At Pitti Immagine Filati 93 presented for D-House laboratorio urbano a performance capable of mixing technology and creativity, craftsmanship and innovation also using yarns from Filatura di Tollegno 1900: Matteo Thiela, a multifaceted artist born in Milan but living in Turin, gave shape to his visions with uniquely designed clothes, made using a production method patented by himself. From this experimentation “Knitting the future” took shape, realizing a new frontier for the world of knitwear. The project is narrated by Thiela himself, born in 1972 and with solid experience in the world of fashion as confirmed by some of his most significant collaborations: between 1993 and 1995 he lived in Germany and collaborated with William Forsythe and the Frankfurt Ballet; between 1993 and 1998 Carla Sozzani appoints him responsible for the NN collection and designs OZEN (global sartorial project), in 1999 he lands in Loro Piana, GBR and Ter e Bantine and, in the same year, designs, presents and sells TOY, a collection composed from dresses and knitwear using glass yarns. His path continued in 2000 as a consultant for the fur collection of Carlo Tivioli and for the knitwear collection of Stefano Mortari. However, the turning point began in 2001 when the creative designed the first collection of women’s clothing bearing his name (Matteo Thiela) which was followed in 2003 by the creation of his first perfume following the victory of the project dedicated to the “Limoni” fragrances. From there a series of valuable initiatives culminated in the partnership with Krizia (2006/2008), Agnona, for which he designed two collections of handbags and Mattioli (a limited edition jewelery collection).

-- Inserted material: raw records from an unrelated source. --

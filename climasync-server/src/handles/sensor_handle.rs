use std::collections::BTreeMap;
use std::sync::Arc;

use axum::extract::{Path, State};
use axum::routing::{get, post};
use axum::{Json, Router};
use climasync_api::models::*;

use crate::errors::ApiError;
use crate::handles::parse_location;
use crate::services::HubService;

#[derive(Clone)]
pub struct SensorState {
    pub hub: Arc<HubService>,
}

pub fn sensor_router(sensor_state: SensorState) -> Router {
    Router::new()
        .route("/update", post(update_from_coordinator))
        .route("/data", get(get_floor_data))
        .route("/history/:floor", get(get_history))
        .route("/stats", get(get_stats))
        .route("/stats-detail", get(get_stats_detail))
        .route("/:floor", post(push_sensor_reading))
        .with_state(sensor_state)
}

/// Renders the command line the floor nodes parse, e.g.
/// `LED_ON FAN_OFF FOG_OFF HEATER_OFF`.
pub fn command_line(states: &BTreeMap<DeviceKind, DeviceState>) -> String {
    states
        .iter()
        .map(|(kind, state)| format!("{}_{}", kind.as_str().to_ascii_uppercase(), state))
        .collect::<Vec<_>>()
        .join(" ")
}

#[utoipa::path(
    post,
    path = "/{floor}",
    tag = "sensor",
    params(
        ("floor" = String, Path, description = "Floor name, floor1 or floor2")
    ),
    request_body = SensorPushRequest,
    responses(
        (status = 200, description = "Commanded device states", body = String, content_type = "text/plain"),
        (status = 404, description = "Unknown floor")
    )
)]
pub async fn push_sensor_reading(
    State(state): State<SensorState>,
    Path(floor): Path<String>,
    Json(body): Json<SensorPushRequest>,
) -> Result<String, ApiError> {
    let location = parse_location(floor)?;
    let now = state.hub.now();

    state
        .hub
        .push_reading(location, Some(body.temp), Some(body.hum), now);

    Ok(command_line(&state.hub.device_states(location, now)))
}

#[utoipa::path(
    post,
    path = "/update",
    tag = "sensor",
    request_body = CoordinatorUpdateRequest,
    responses(
        (status = 200, description = "Readings stored", body = AckResponse)
    )
)]
pub async fn update_from_coordinator(
    State(state): State<SensorState>,
    Json(body): Json<CoordinatorUpdateRequest>,
) -> Json<AckResponse> {
    let now = state.hub.now();

    let mut stored = 0;
    for (location, reading) in body.readings() {
        state
            .hub
            .push_reading(location, reading.temperature(), reading.humidity(), now);
        stored += 1;
    }

    Json(AckResponse::ok(format!("{stored} floor(s) updated")))
}

#[utoipa::path(
    get,
    path = "/data",
    tag = "sensor",
    responses(
        (status = 200, description = "Live view of both floors", body = BTreeMap<String, FloorData>)
    )
)]
pub async fn get_floor_data(State(state): State<SensorState>) -> Json<DataResponse> {
    let now = state.hub.now();

    Json(state.hub.floor_data(now))
}

#[utoipa::path(
    get,
    path = "/history/{floor}",
    tag = "sensor",
    params(
        ("floor" = String, Path, description = "Floor name, floor1 or floor2")
    ),
    responses(
        (status = 200, description = "Today's readings, oldest first", body = HistoryResponse),
        (status = 404, description = "Unknown floor")
    )
)]
pub async fn get_history(
    State(state): State<SensorState>,
    Path(floor): Path<String>,
) -> Result<Json<HistoryResponse>, ApiError> {
    let location = parse_location(floor)?;
    let now = state.hub.now();

    Ok(Json(state.hub.history(location, now)))
}

#[utoipa::path(
    get,
    path = "/stats",
    tag = "sensor",
    responses(
        (status = 200, description = "Runtime per device", body = StatsResponse)
    )
)]
pub async fn get_stats(State(state): State<SensorState>) -> Json<StatsResponse> {
    let now = state.hub.now();

    Json(state.hub.stats(now))
}

#[utoipa::path(
    get,
    path = "/stats-detail",
    tag = "sensor",
    responses(
        (status = 200, description = "Climate statistics with recent readings", body = StatsDetailResponse)
    )
)]
pub async fn get_stats_detail(State(state): State<SensorState>) -> Json<StatsDetailResponse> {
    let now = state.hub.now();

    Json(state.hub.stats_detail(now))
}

#[cfg(test)]
mod tests {
    use super::*;

    #[test]
    fn test_command_line_order() {
        let states = BTreeMap::from([
            (DeviceKind::Heater, DeviceState::Off),
            (DeviceKind::Lighting, DeviceState::On),
            (DeviceKind::Fogger, DeviceState::Off),
            (DeviceKind::Ventilation, DeviceState::On),
        ]);

        assert_eq!(command_line(&states), "LED_ON FAN_ON FOG_OFF HEATER_OFF");
    }
}
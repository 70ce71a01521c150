use super::clock::DayKey;

/// Slots in the detection window; gaps longer than this discard everything.
pub const RETAINED_DAYS: u32 = 3;

#[derive(Debug, Clone, Copy, PartialEq, Eq)]
pub enum RolloverOutcome {
    /// The marker already names today.
    Current,
    /// A new day started; `days` is how many calendar days were crossed.
    Rolled { from: DayKey, to: DayKey, days: u32 },
    /// The observed day lies before the marker. Nothing was reset.
    ClockWentBack { active: DayKey, observed: DayKey },
}

/// Holds the active-day marker and decides when the daily reset fires.
#[derive(Debug, Clone)]
pub struct RolloverCoordinator {
    active_day: DayKey,
}

impl RolloverCoordinator {
    pub fn new(today: DayKey) -> Self {
        Self { active_day: today }
    }

    pub fn active_day(&self) -> DayKey {
        self.active_day
    }

    pub fn check(&mut self, today: DayKey) -> RolloverOutcome {
        let elapsed = self.active_day.days_until(today);

        if elapsed == 0 {
            return RolloverOutcome::Current;
        }

        if elapsed < 0 {
            return RolloverOutcome::ClockWentBack {
                active: self.active_day,
                observed: today,
            };
        }

        let from = std::mem::replace(&mut self.active_day, today);

        RolloverOutcome::Rolled {
            from,
            to: today,
            days: u32::try_from(elapsed).unwrap_or(u32::MAX),
        }
    }
}
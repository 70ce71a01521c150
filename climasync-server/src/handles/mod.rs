mod detection_handle;
mod device_handle;
mod energy_handle;
mod sensor_handle;

pub use detection_handle::*;
pub use device_handle::*;
pub use energy_handle::*;
pub use sensor_handle::*;

use climasync_api::models::{DeviceKind, Location};

use crate::errors::DeviceError;

pub(crate) fn parse_location(floor: String) -> Result<Location, DeviceError> {
    floor.parse().map_err(|_| DeviceError::InvalidLocation(floor))
}

pub(crate) fn parse_device(device: String) -> Result<DeviceKind, DeviceError> {
    device.parse().map_err(|_| DeviceError::InvalidDevice(device))
}
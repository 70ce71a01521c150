mod settings;

pub use settings::{
    ClockSettings, DetectionSettings, DevicePower, EnergySettings, HistorySettings, Logger,
    Server, Settings, SettingsError,
};
pub mod analysis;
pub mod core;
pub mod error;
pub mod phrase;
pub mod validate;

pub use analysis::{
    AnalysisClient, AnalysisPoller, AnalysisReport, AnalysisSession, POLL_INTERVAL, PollOutcome,
    PollerHandle, PollerState, SessionEvent,
};
pub use core::{
    AnalysisApi, AnalysisJob, AnalysisResult, PlaylistInfo, PlaylistReference, ProviderDescriptor,
    TaskStatus, registry,
};
use error::Result;
pub use error::{UniqlistError, ValidationError};
pub use phrase::{Commentary, PhraseBucket, PhraseClassifier, SCORE_BUCKETS, TRACK_COUNT_BUCKETS};
pub use validate::{UrlValidator, validate};

/// Analyze one playlist URL against an analysis service (one-shot convenience)
pub async fn analyze(service_base_url: &str, playlist_url: &str) -> Result<AnalysisReport> {
    let client = AnalysisClient::new(service_base_url)?;
    AnalysisSession::new(client).run(playlist_url).await
}
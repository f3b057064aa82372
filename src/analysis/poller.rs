use std::sync::Arc;
use std::time::Duration;

use crate::core::{AnalysisApi, TaskStatus};
use crate::error::{Result, UniqlistError};
use parking_lot::Mutex;
use strum_macros::Display;
use tokio_util::sync::CancellationToken;
use tracing::debug;

/// Contract cadence between status checks
pub const POLL_INTERVAL: Duration = Duration::from_millis(1500);

/// Poller lifecycle states
#[derive(Display, Debug, Clone, Copy, PartialEq, Eq)]
pub enum PollerState {
    Idle,
    Polling,
    Resolved,
    Failed,
    Cancelled,
}

/// How a polling run ended when it did not fail
#[derive(Debug, Clone, Copy, PartialEq, Eq)]
pub enum PollOutcome {
    Resolved,
    Cancelled,
}

/// Drives repeated status checks for one task until a terminal state.
///
/// Checks run sequentially on the caller's task: a new check is never
/// issued before the previous response has been observed. The interval is
/// measured from the end of one check to the start of the next, keeping
/// server load proportional to actual round-trip time; the first check
/// fires one full interval after [`AnalysisPoller::run`] starts.
pub struct AnalysisPoller<A: AnalysisApi> {
    api: Arc<A>,
    interval: Duration,
    cancel: CancellationToken,
    state: Arc<Mutex<PollerState>>,
}

/// Cancellation and inspection handle, cloneable across tasks
#[derive(Clone)]
pub struct PollerHandle {
    cancel: CancellationToken,
    state: Arc<Mutex<PollerState>>,
}

impl PollerHandle {
    /// Stop polling. Effective from `Polling` only; once cancel returns, no
    /// further status check is issued and a check still in flight is
    /// discarded without being delivered.
    pub fn cancel(&self) {
        if *self.state.lock() == PollerState::Polling {
            self.cancel.cancel();
        }
    }

    pub fn state(&self) -> PollerState {
        *self.state.lock()
    }
}

impl<A: AnalysisApi> AnalysisPoller<A> {
    pub fn new(api: Arc<A>) -> Self {
        Self::with_interval(api, POLL_INTERVAL)
    }

    pub fn with_interval(api: Arc<A>, interval: Duration) -> Self {
        Self {
            api,
            interval,
            cancel: CancellationToken::new(),
            state: Arc::new(Mutex::new(PollerState::Idle)),
        }
    }

    /// Replace the cancellation token, e.g. with a child of a session token
    pub fn with_cancellation(mut self, cancel: CancellationToken) -> Self {
        self.cancel = cancel;
        self
    }

    pub fn handle(&self) -> PollerHandle {
        PollerHandle {
            cancel: self.cancel.clone(),
            state: Arc::clone(&self.state),
        }
    }

    pub fn state(&self) -> PollerState {
        *self.state.lock()
    }

    fn set_state(&self, state: PollerState) {
        *self.state.lock() = state;
    }

    /// Poll until the task reaches a terminal state, fails, or is cancelled.
    ///
    /// Consuming `self` makes the poller single-use. A `Failed` status and
    /// any error from a single check are both fatal to the loop; checks are
    /// never retried.
    pub async fn run(self, task_id: &str) -> Result<PollOutcome> {
        self.set_state(PollerState::Polling);
        debug!("polling analysis task {}", task_id);

        loop {
            tokio::select! {
                biased;
                _ = self.cancel.cancelled() => {
                    self.set_state(PollerState::Cancelled);
                    debug!("polling cancelled for task {}", task_id);
                    return Ok(PollOutcome::Cancelled);
                }
                _ = tokio::time::sleep(self.interval) => {}
            }

            // A late response is dropped here together with its future
            let status = tokio::select! {
                biased;
                _ = self.cancel.cancelled() => {
                    self.set_state(PollerState::Cancelled);
                    debug!("polling cancelled mid-check for task {}", task_id);
                    return Ok(PollOutcome::Cancelled);
                }
                checked = self.api.get_status(task_id) => match checked {
                    Ok(status) => status,
                    Err(e) => {
                        self.set_state(PollerState::Failed);
                        return Err(e);
                    }
                }
            };

            match status {
                TaskStatus::Succeeded => {
                    self.set_state(PollerState::Resolved);
                    debug!("task {} resolved", task_id);
                    return Ok(PollOutcome::Resolved);
                }
                TaskStatus::Failed => {
                    self.set_state(PollerState::Failed);
                    return Err(UniqlistError::AnalysisFailed(task_id.to_string()));
                }
                status => {
                    debug!("task {} still {}", task_id, status);
                }
            }
        }
    }
}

However, his real “sliding doors” is represented by the presentation in 2014 of Bombyx, a method that allows you to give shape to unique clothes.

Matthew, what does this method consist of?

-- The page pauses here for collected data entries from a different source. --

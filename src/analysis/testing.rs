//! Scriptable in-memory stand-in for the analysis service.

use std::collections::VecDeque;
use std::sync::atomic::{AtomicUsize, Ordering};
use std::time::Duration;

use crate::core::{AnalysisApi, AnalysisJob, AnalysisResult, PlaylistInfo, PlaylistReference, TaskStatus};
use crate::error::{Result, UniqlistError};
use parking_lot::Mutex;
use tokio::time::Instant;

/// One scripted reply to a status check
pub(crate) enum StatusStep {
    Status(TaskStatus),
    Unavailable,
    Unknown,
    /// Never respond; the check stays in flight forever
    Hang,
}

pub(crate) struct FakeApi {
    steps: Mutex<VecDeque<StatusStep>>,
    score: f64,
    start_calls: AtomicUsize,
    status_calls: AtomicUsize,
    status_times: Mutex<Vec<Instant>>,
    check_duration: Duration,
}

impl FakeApi {
    pub fn with_statuses(steps: impl IntoIterator<Item = StatusStep>) -> Self {
        Self {
            steps: Mutex::new(steps.into_iter().collect()),
            score: 0.734,
            start_calls: AtomicUsize::new(0),
            status_calls: AtomicUsize::new(0),
            status_times: Mutex::new(Vec::new()),
            check_duration: Duration::ZERO,
        }
    }

    /// Score the result endpoint reports, on the raw 0..=1 scale
    pub fn with_score(mut self, score: f64) -> Self {
        self.score = score;
        self
    }

    /// Simulated round-trip time of each status check
    pub fn with_check_duration(mut self, duration: Duration) -> Self {
        self.check_duration = duration;
        self
    }

    pub fn start_calls(&self) -> usize {
        self.start_calls.load(Ordering::SeqCst)
    }

    pub fn status_calls(&self) -> usize {
        self.status_calls.load(Ordering::SeqCst)
    }

    /// Start instants of every status check observed so far
    pub fn status_times(&self) -> Vec<Instant> {
        self.status_times.lock().clone()
    }

    pub fn sample_info() -> PlaylistInfo {
        PlaylistInfo {
            image_url: Some("https://i.scdn.co/image/cover".to_string()),
            name: "Rainy day mix".to_string(),
            owner: "listener".to_string(),
            tracks_count: 42,
            description: "songs for grey mornings".to_string(),
        }
    }
}

#[async_trait::async_trait]
impl AnalysisApi for FakeApi {
    async fn start_analysis(&self, _reference: &PlaylistReference) -> Result<AnalysisJob> {
        self.start_calls.fetch_add(1, Ordering::SeqCst);
        Ok(AnalysisJob::new("task-1".to_string(), FakeApi::sample_info()))
    }

    async fn get_status(&self, task_id: &str) -> Result<TaskStatus> {
        self.status_calls.fetch_add(1, Ordering::SeqCst);
        self.status_times.lock().push(Instant::now());
        if !self.check_duration.is_zero() {
            tokio::time::sleep(self.check_duration).await;
        }

        let step = self.steps.lock().pop_front();
        match step {
            Some(StatusStep::Status(status)) => Ok(status),
            Some(StatusStep::Unavailable) => Err(UniqlistError::ServiceUnavailable(
                "HTTP 500 Internal Server Error".to_string(),
            )),
            Some(StatusStep::Unknown) => Err(UniqlistError::UnknownTask(task_id.to_string())),
            Some(StatusStep::Hang) | None => futures_util::future::pending().await,
        }
    }

    async fn fetch_result(&self, _task_id: &str) -> Result<AnalysisResult> {
        Ok(AnalysisResult {
            score: self.score,
            raw: serde_json::json!({ "result": self.score }),
        })
    }
}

My method, which I have been refining and evolving for almost 10 years, is something very simple that however distorts the very ancient sartorial method. I create nets that become clothes using, as tools, pins, brushes and threads that I run through my fingers.

However, the craftsmanship of his patent can also be transformed into online, made-to-measure serial production of women’s clothes and accessories. What are the necessary steps for this development?

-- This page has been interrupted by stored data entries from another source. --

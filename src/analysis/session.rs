use std::pin::pin;
use std::sync::Arc;
use std::time::Duration;

use crate::analysis::client::AnalysisClient;
use crate::analysis::poller::{AnalysisPoller, POLL_INTERVAL, PollOutcome};
use crate::core::{
    AnalysisApi, AnalysisJob, AnalysisResult, PlaylistReference, ProviderDescriptor, TaskStatus,
    registry,
};
use crate::error::{Result, UniqlistError};
use crate::phrase::{Commentary, PhraseBucket, PhraseClassifier, SCORE_BUCKETS};
use crate::validate::UrlValidator;
use futures_util::{Stream, StreamExt, stream};
use rand::SeedableRng;
use rand::rngs::StdRng;
use serde::Serialize;
use tokio_util::sync::CancellationToken;
use tracing::debug;

/// Lifecycle of one playlist submission
#[derive(Debug)]
pub enum SessionEvent {
    Validating,
    Submitting(PlaylistReference),
    Polling(AnalysisJob),
    Ready(AnalysisReport),
    Errored(UniqlistError),
}

/// The resolved display tuple for one analyzed playlist
#[derive(Debug, Clone, Serialize)]
pub struct AnalysisReport {
    pub job: AnalysisJob,
    pub result: AnalysisResult,
    /// Score on the display scale, rounded to two decimals
    pub score: f64,
    /// Score rendered to two decimal places, e.g. `"73.40"`
    pub display: String,
    /// The rendered score truncated to an integer, for counters
    pub percent: u32,
    pub phrase: String,
    pub style: String,
}

impl AnalysisReport {
    fn new(job: AnalysisJob, result: AnalysisResult, commentary: Commentary) -> Self {
        let score = (result.percent() * 100.0).round() / 100.0;
        Self {
            display: format!("{score:.2}"),
            percent: score.trunc() as u32,
            phrase: commentary.phrase.to_string(),
            style: commentary.style.to_string(),
            score,
            job,
            result,
        }
    }
}

/// Takes a raw playlist URL through validation, submission and polling to a
/// resolved score with commentary.
///
/// Single-use: [`AnalysisSession::events`] and [`AnalysisSession::run`]
/// consume the session; a new submission creates a new session.
pub struct AnalysisSession<A: AnalysisApi> {
    api: Arc<A>,
    providers: &'static [ProviderDescriptor],
    buckets: &'static [PhraseBucket],
    interval: Duration,
    cancel: CancellationToken,
    rng: StdRng,
}

impl AnalysisSession<AnalysisClient> {
    pub fn new(client: AnalysisClient) -> Self {
        Self::with_api(Arc::new(client))
    }
}

impl<A: AnalysisApi> AnalysisSession<A> {
    pub fn with_api(api: Arc<A>) -> Self {
        Self {
            api,
            providers: registry(),
            buckets: SCORE_BUCKETS,
            interval: POLL_INTERVAL,
            cancel: CancellationToken::new(),
            rng: StdRng::from_entropy(),
        }
    }

    pub fn poll_interval(mut self, interval: Duration) -> Self {
        self.interval = interval;
        self
    }

    /// Inject the random source used for phrase selection
    pub fn with_rng(mut self, rng: StdRng) -> Self {
        self.rng = rng;
        self
    }

    /// Token that cancels the polling phase of this session
    pub fn cancel_token(&self) -> CancellationToken {
        self.cancel.clone()
    }

    /// Lazy stream of lifecycle events; each stage runs only when the next
    /// event is demanded. Ends after `Ready`/`Errored`, or without either
    /// when the session is cancelled mid-poll.
    pub fn events(self, url: String) -> impl Stream<Item = SessionEvent> {
        stream::unfold(Step::Announce { url, session: self }, |step| async move {
            match step {
                Step::Announce { url, session } => {
                    debug!("validating playlist URL");
                    Some((SessionEvent::Validating, Step::Validate { url, session }))
                }
                Step::Validate { url, session } => {
                    match UrlValidator::new(session.providers).validate(&url) {
                        Ok(reference) => {
                            debug!(
                                "validated {} playlist {}",
                                reference.provider().name,
                                reference.external_id()
                            );
                            Some((
                                SessionEvent::Submitting(reference.clone()),
                                Step::Submit { reference, session },
                            ))
                        }
                        Err(e) => Some((SessionEvent::Errored(e.into()), Step::Done)),
                    }
                }
                Step::Submit { reference, session } => {
                    match session.api.start_analysis(&reference).await {
                        Ok(job) => Some((
                            SessionEvent::Polling(job.clone()),
                            Step::Poll { job, session },
                        )),
                        Err(e) => Some((SessionEvent::Errored(e), Step::Done)),
                    }
                }
                Step::Poll { mut job, mut session } => {
                    let poller =
                        AnalysisPoller::with_interval(Arc::clone(&session.api), session.interval)
                            .with_cancellation(session.cancel.child_token());
                    match poller.run(&job.task_id).await {
                        Ok(PollOutcome::Resolved) => {
                            job.observe(TaskStatus::Succeeded);
                            let event = resolve(&mut session, job).await;
                            Some((event, Step::Done))
                        }
                        // No further signals after cancellation
                        Ok(PollOutcome::Cancelled) => None,
                        Err(e) => Some((SessionEvent::Errored(e), Step::Done)),
                    }
                }
                Step::Done => None,
            }
        })
    }

    /// Drive the session to completion and return the final report
    pub async fn run(self, url: &str) -> Result<AnalysisReport> {
        let mut events = pin!(self.events(url.to_string()));
        while let Some(event) = events.next().await {
            match event {
                SessionEvent::Ready(report) => return Ok(report),
                SessionEvent::Errored(e) => return Err(e),
                _ => {}
            }
        }
        Err(UniqlistError::Cancelled)
    }
}

/// Fetch the result of a resolved job and classify it for display
async fn resolve<A: AnalysisApi>(
    session: &mut AnalysisSession<A>,
    job: AnalysisJob,
) -> SessionEvent {
    let result = match session.api.fetch_result(&job.task_id).await {
        Ok(result) => result,
        Err(e) => return SessionEvent::Errored(e),
    };
    let classifier = PhraseClassifier::new(session.buckets);
    match classifier.classify(result.percent(), &mut session.rng) {
        Ok(commentary) => SessionEvent::Ready(AnalysisReport::new(job, result, commentary)),
        Err(e) => SessionEvent::Errored(e),
    }
}

enum Step<A: AnalysisApi> {
    Announce {
        url: String,
        session: AnalysisSession<A>,
    },
    Validate {
        url: String,
        session: AnalysisSession<A>,
    },
    Submit {
        reference: PlaylistReference,
        session: AnalysisSession<A>,
    },
    Poll {
        job: AnalysisJob,
        session: AnalysisSession<A>,
    },
    Done,
}
pub mod client;
pub mod poller;
pub mod session;
pub mod types;

#[cfg(test)]
pub(crate) mod testing;

// Re-export commonly used types
pub use client::AnalysisClient;
pub use poller::{AnalysisPoller, POLL_INTERVAL, PollOutcome, PollerHandle, PollerState};
pub use session::{AnalysisReport, AnalysisSession, SessionEvent};
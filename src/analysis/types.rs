use crate::core::{PlaylistInfo, TaskStatus};
use serde::{Deserialize, Serialize};

#[derive(Debug, Serialize)]
pub struct StartAnalysisRequest<'a> {
    pub spotify_playlist_id: &'a str,
}

#[derive(Debug, Deserialize)]
pub struct StartAnalysisResponse {
    pub task_id: String,
    pub info: PlaylistInfo,
}

#[derive(Debug, Deserialize)]
pub struct StatusResponse {
    pub status: TaskStatus,
}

The steps to give it shape include, first of all, the creation of a software/app for functional devices to scan the measurements of the body, if you wanted to design a dress, of the head if the realization was a hat or feet for footwear. Through the Application, the colors, materials and shapes of the desired garment are chosen. The procedure to follow involves the definition of a hardware\space equipped for the production of garments with, on the walls, robotic arms that cover the customer’s chosen model with threads. My patent also offers the possibility of following the manufacturing process of your order online in streaming.

How are these achievements presented?

Communication takes place through events and temporary stores in strategic locations in the city.

What is the plus of Bombyx?

The required technological investments reduce costs and realization times, allowing you to obtain a tailor-made dream in a very short time at a negligible price.

How does D-House fit as an urban laboratory in this planning of yours?

The collaboration with D-House stems from the possibility of making my patent robotic with the aim of being able to produce clothes, fabrics or accessories made in 3D with yarns of all kinds. Proof of this one was my performance at Pitti Filati where I developed 2 dresses with my lathe and mixed yarns on a base made together with tulle D-House with 3D printed metallic drops. I think mixing technology and art is a very inspiring path.

The world of textiles represents a creative hotbed: are you working on other projects for the sector?

I would love to create yarns and fabrics to finally offer the market innovative and exciting products. Now my clothes are all handmade but, in the future, I imagine there are robots that produce clothes quickly.